FS: D’où vient l’inspiration du design pour vos œuvres ? Comment nourrissez-vous votre créativité ? Quelles sont vos sources d’inspirations ?

OFI: Mon vécu. Tout est susceptible de m’inspirer. Je crois que j’ai en permanence l’œil en écouvillon. Ensuit je note ou gribouille sur mes carnets… Toute idée n’est qu’une synthèse .

FS: Comment décririez-vous votre style de design ? Qu’est-ce qui vous a poussé à explorer davantage ce style et quelles sont les principales caractéristiques de votre style ? Quelle est votre approche du design ?

OFI: J’essaye simplement d’être moi-même, de ne pas me renier. C’est la seule manière, je pense, d’avoir son propre style.

FS: Où habites-tu ? Pensez-vous que l’héritage culturel de votre pays affecte vos créations ? Quels sont les avantages et les inconvénients lors de la conception du fait de vivre dans votre pays ?

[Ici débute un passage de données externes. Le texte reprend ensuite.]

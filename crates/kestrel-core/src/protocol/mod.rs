// ============================================
// File: crates/kestrel-core/src/protocol/mod.rs
// ============================================
//! # Protocol Module
//!
//! ## Creation Reason
//! Defines the encryption levels and the handshake wire protocol spoken
//! on the crypto stream.
//!
//! ## Main Functionality
//!
//! ### Submodules
//! - [`encryption_level`]: ordered protection levels
//! - [`messages`]: handshake message structures
//! - [`codec`]: binary encoding and length-prefixed framing
//! - [`version`]: handshake versions and negotiation
//!
//! ## Wire Format Principles
//! - Little-endian byte order for multi-byte integers
//! - Fixed-size messages for fast parsing
//! - Every message is carried in a `u16` length-prefixed frame
//!
//! ## ⚠️ Important Note for Next Developer
//! - ANY message change requires a new `Version`
//!
//! ## Last Modified
//! v0.1.0 - Initial protocol definitions

pub mod codec;
pub mod encryption_level;
pub mod messages;
pub mod version;

pub use codec::{encode_frame, Codec, FrameDecoder, HandshakeMessage, ProtocolCodec};
pub use encryption_level::EncryptionLevel;
pub use messages::{
    ClientFinished, ClientHello, HandshakeReject, MessageType, RejectReason, ServerHello,
};
pub use version::{SupportedVersions, Version, CURRENT_VERSION};
// ============================================
// File: crates/kestrel-common/src/error.rs
// ============================================
//! # Common Error Types
//!
//! ## Creation Reason
//! Base error enum shared by every kestrel crate. Crate-specific error
//! types wrap `CommonError` through `#[from]` so `?` works across layers.
//!
//! ## ⚠️ Important Note for Next Developer
//! - Never put key material, nonces or plaintext into error messages
//! - Keep variants coarse; crate errors carry the specifics
//!
//! ## Last Modified
//! v0.1.0 - Initial error definitions
//! v0.1.1 - Trimmed to the length and decoding failures id parsing produces

use thiserror::Error;

// ============================================
// Result Type Alias
// ============================================

/// Result type for operations that fail with [`CommonError`].
pub type Result<T> = std::result::Result<T, CommonError>;

// ============================================
// CommonError
// ============================================

/// Errors shared across kestrel crates.
#[derive(Error, Debug)]
pub enum CommonError {
    /// Data length doesn't match the expected size.
    #[error("Invalid length: expected {expected}, got {actual}")]
    InvalidLength {
        /// Expected length in bytes
        expected: usize,
        /// Actual length received
        actual: usize,
    },

    /// Failed to decode data.
    #[error("Decoding error: {context}")]
    Decoding {
        /// What was being decoded
        context: String,
        /// Error details
        details: String,
    },
}

impl CommonError {
    /// Creates an `InvalidLength` error.
    #[must_use]
    pub const fn invalid_length(expected: usize, actual: usize) -> Self {
        Self::InvalidLength { expected, actual }
    }

    /// Creates a `Decoding` error.
    pub fn decoding(context: impl Into<String>, details: impl Into<String>) -> Self {
        Self::Decoding {
            context: context.into(),
            details: details.into(),
        }
    }
}

// ============================================
// Tests
// ============================================

#[cfg(test)]
mod tests {
    use super::*;

    #[test]
    fn test_error_display() {
        let err = CommonError::invalid_length(32, 5);
        assert!(err.to_string().contains("32"));
        assert!(err.to_string().contains('5'));

        let err = CommonError::decoding("connection id", "odd number of digits");
        assert!(err.to_string().contains("connection id"));
    }
}
// ============================================
// File: crates/kestrel-core/src/crypto/mod.rs
// ============================================
//! # Cryptography Module
//!
//! ## Creation Reason
//! Centralizes the cryptographic operations behind the handshake and the
//! per-level packet protection, using audited RustCrypto and dalek
//! implementations.
//!
//! ## Main Functionality
//!
//! ### Submodules
//! - [`keys`]: key types (Ed25519, X25519, derived packet keys)
//! - [`kdf`]: per-level key schedule (HKDF-SHA256)
//! - [`protection`]: packet sealing and opening
//! - [`handshake`]: the default client and server handshake engines
//!
//! ## Cryptographic Design
//! ```text
//! ┌─────────────────────────────────────────────────────────────┐
//! │  Unencrypted    NullProtection (truncated SHA-256)          │
//! │                                                             │
//! │  Secure         X25519(client initial, server config key)   │
//! │                 + diversification nonce ──HKDF──► ChaCha20  │
//! │                                                             │
//! │  ForwardSecure  X25519(client forward, server ephemeral)    │
//! │                 ──HKDF──► ChaCha20-Poly1305                 │
//! └─────────────────────────────────────────────────────────────┘
//! ```
//!
//! ## ⚠️ Important Note for Next Developer
//! - NEVER roll your own crypto
//! - ALL sensitive keys implement Zeroize
//!
//! ## Last Modified
//! v0.1.0 - Initial crypto implementation

pub mod handshake;
pub mod kdf;
pub mod keys;
pub mod protection;

pub use handshake::{ClientHandshake, ServerHandshake};
pub use kdf::{derive_level_keys, KeyContext, LevelKeys};
pub use keys::{
    EphemeralKeyPair, IdentityKeyPair, IdentityPublicKey, LevelSecret, PacketKey,
    StaticKeyPair,
};
pub use protection::{AeadProtection, NullProtection, PacketProtection};

// ============================================
// Constants
// ============================================

/// Size of Ed25519 public key in bytes.
pub const ED25519_PUBLIC_KEY_SIZE: usize = 32;

/// Size of Ed25519 signature in bytes.
pub const ED25519_SIGNATURE_SIZE: usize = 64;

/// Size of X25519 public key in bytes.
pub const X25519_PUBLIC_KEY_SIZE: usize = 32;

/// Size of ChaCha20-Poly1305 key in bytes.
pub const AEAD_KEY_SIZE: usize = 32;

/// Size of the per-level IV (equal to the AEAD nonce) in bytes.
pub const AEAD_IV_SIZE: usize = 12;

/// Size of Poly1305 authentication tag in bytes.
pub const POLY1305_TAG_SIZE: usize = 16;

/// Size of the `Unencrypted` level's integrity tag in bytes.
pub const NULL_TAG_SIZE: usize = 12;

/// HKDF info prefix for level key expansion.
pub const HKDF_INFO_PREFIX: &[u8] = b"kestrel key expansion";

OFI: Je vis à Agay, un petit coin de paradis sur la côte d’Azur situé entre Cannes et Saint Tropez : Nature, lumière et mer… C’est très inspirant ! D’ailleurs, mes lieux de vie ont toujours été très importants pour moi et donc pour mon travail. Vivre en France est une chance car, outre un patrimoine culturel gigantesque les paysages sont très variés sur des distances relativement courtes. J’ai vécu à Langres, à Dijon (Bourgogne), à Paris mais aussi en montagne (Les Arcs – Savoie). Tous ces lieux sont magiques et m’ont vu et fait grandir. Ce qui nous entoure et plus largement notre vie est notre propre référence. Soit on apprécie, soit on rejette et c’est ce qui nourrit notre créativité.

Quant à voir des inconvénients où des avantages de vivre dans son pays : Il est indispensable de bouger pour apprendre… J’ai voyagé et séjourné plus ou moins longtemps dans de nombreux pays mais n’ai jamais vécu ailleurs qu’en France – jusqu’ici ! – aussi je suis assez mal placé pour ce type d’évaluation. Pour moi, l’important est d’être libre et de se sentir bien où on est.

FS: Comment travaillez-vous avec les entreprises ?

OFI: Je considère les entreprises avec lesquelles je travaille sont mes partenaires. D’abord un feeling, c’est très important. Et toujours l’objectif d’une collaboration à long terme dans l’échange, la fidélité et la confiance. 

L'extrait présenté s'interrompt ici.